The Feast of the Virgins and Other Poems eBook

This eBook from the Gutenberg Project consists of approximately 375 pages of information about The Feast of the Virgins and Other Poems.

The Feast of the Virgins and Other Poems eBook

This eBook from the Gutenberg Project consists of approximately 375 pages of information about The Feast of the Virgins and Other Poems.

Dreams that are tangled like wild-wood,
  A hint creeping in like a hare;
Visions of innocent childhood,—­
  Glimpses of pleasure and care;
Brave thoughts that flash like a saber,—­
  Cowards that crouch as they come,—­
Thoughts of sweet love and sweet labor
  In the fields at the old cottage-home.

Visions of maize and of meadow,
  Songs of the birds and the brooks,
Glimpses of sunshine and shadow,
  Of hills and the vine-covered nooks;
Dreams that were dreams of a lover,—­
  A face like the blushing of morn,—­
Hum of bees and the sweet scent of clover
  And a bare-headed girl in the corn.

Hopes that went down in the battle,
  Apples that crumbled to dust,—­
Manna for rogues, and the rattle
  Of hail-storms that fall on the just. 
The “shoddy” that lolls in her chariot,—­
  Maud Muller at work in the grass: 
Here a silver-bribed Judas Iscariot,—­
  There—­Leonidas dead in the pass.

Commingled the good and the evil;
  Sown together the wheat and the tares;
In the heart of the wheat is the weevil;
  There is joy in the midst of our cares. 
The past,—­shall we stop to regret it? 
  What is,—­shall we falter and fall? 
If the envious wrong thee, forget it;
  Let thy charity cover them all.

The cock hails the morn, and the rumble
  Of wheels is abroad in the streets,
Still I tumble and mumble and grumble
  At the fleas in my ears and—­the sheets;
Mumble and grumble and tumble
  Till the buzz of the bees is no more;
In a jumble I mumble and drumble
  And tumble off—­into a snore.

DANIEL

[Written at the grave of an old friend.]

Down into the darkness at last, Daniel,—­down into the darkness at last;
Laid in the lap of our Mother, Daniel,—­sleeping the dreamless sleep,—­
Sleeping the sleep of the babe unborn—­the pure and the perfect rest: 
Aye, and is it not better than this fitful fever and pain? 
Aye, and is it not better, if only the dead soul knew?

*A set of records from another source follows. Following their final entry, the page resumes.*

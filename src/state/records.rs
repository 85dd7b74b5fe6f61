//! Attendance record normalization and display rows.
//!
//! DESIGN
//! ======
//! Stored attendance documents carry their date under either `timestamp` or
//! the older `date` field, and may omit `status`. Normalization is pure and
//! total: each document becomes a record with best-effort fields, or an
//! explicit skip reason. Ordering is applied here rather than by the store.

#[cfg(test)]
#[path = "records_test.rs"]
mod records_test;

use chrono::{DateTime, FixedOffset, Utc};

use crate::net::types::{AttendanceRecord, AttendanceStatus, FieldValue, RawDocument, StatusTone};

/// Field matched against the student's identifying number.
pub const MATCH_FIELD: &str = "idNumber";
pub const PRIMARY_DATE_FIELD: &str = "timestamp";
pub const LEGACY_DATE_FIELD: &str = "date";
pub const STATUS_FIELD: &str = "status";

/// Why a document was left out of the normalized collection.
#[derive(Debug, Clone, PartialEq, Eq, thiserror::Error)]
pub enum SkipReason {
    #[error("document has no id")]
    MissingId,
}

/// Date of a document: `timestamp` first, then `date`, each only if it holds a timestamp.
#[must_use]
pub fn record_date(doc: &RawDocument) -> Option<DateTime<Utc>> {
    [PRIMARY_DATE_FIELD, LEGACY_DATE_FIELD]
        .iter()
        .find_map(|name| doc.field(name).and_then(FieldValue::as_timestamp))
}

/// Status of a document, `Present` when the field is absent or blank.
#[must_use]
pub fn record_status(doc: &RawDocument) -> AttendanceStatus {
    match doc.field(STATUS_FIELD) {
        None => AttendanceStatus::Present,
        Some(value) if value.is_blank() => AttendanceStatus::Present,
        Some(FieldValue::String(raw)) => AttendanceStatus::parse(raw),
        Some(other) => AttendanceStatus::Other(other.to_string()),
    }
}

/// Normalize one document. A missing date falls back to `now`.
///
/// # Errors
///
/// Returns a skip reason when the document cannot be represented at all.
pub fn normalize_document(doc: &RawDocument, now: DateTime<Utc>) -> Result<AttendanceRecord, SkipReason> {
    if doc.id.trim().is_empty() {
        return Err(SkipReason::MissingId);
    }
    let date = record_date(doc).unwrap_or_else(|| {
        tracing::warn!(doc_id = %doc.id, "no valid timestamp found in record; using current time");
        now
    });
    Ok(AttendanceRecord { id: doc.id.clone(), date, status: record_status(doc) })
}

/// Normalize every document, skipping the unrepresentable ones, newest first.
#[must_use]
pub fn normalize_documents(docs: &[RawDocument], now: DateTime<Utc>) -> Vec<AttendanceRecord> {
    let mut records: Vec<AttendanceRecord> = docs
        .iter()
        .filter_map(|doc| match normalize_document(doc, now) {
            Ok(record) => Some(record),
            Err(reason) => {
                tracing::warn!(doc_id = %doc.id, %reason, "skipping attendance record");
                None
            }
        })
        .collect();
    sort_newest_first(&mut records);
    records
}

/// Stable sort by date, most recent first.
pub fn sort_newest_first(records: &mut [AttendanceRecord]) {
    records.sort_by(|a, b| b.date.cmp(&a.date));
}

/// One rendered row of the history table.
#[derive(Debug, Clone, PartialEq, Eq)]
pub struct RecordRow {
    pub id: String,
    /// e.g. `Mar 01, 2025`
    pub date: String,
    /// e.g. `08:30 AM`
    pub time: String,
    pub status: String,
    pub tone: StatusTone,
}

impl RecordRow {
    #[must_use]
    pub fn from_record(record: &AttendanceRecord, offset: &FixedOffset) -> Self {
        let local = record.date.with_timezone(offset);
        Self {
            id: record.id.clone(),
            date: local.format("%b %d, %Y").to_string(),
            time: local.format("%I:%M %p").to_string(),
            status: record.status.to_string(),
            tone: record.status.tone(),
        }
    }
}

Joy was there in the spring-time and hope like a blossoming rose,
When the wine-blood of youth ran tingling and throbbing in every vein;
Chirrup of robin and blue-bird in the white-blossomed apple and pear;
Carpets of green on the meadows spangled with dandelions;
Lowing of kine in the valleys, bleating of lambs on the hills;
Babble of brooks and the prattle of fountains that flashed in the sun;
Glad, merry voices, ripples of laughter, snatches of music and song,
And blue-eyed girls in the gardens that blushed like the roses they wore.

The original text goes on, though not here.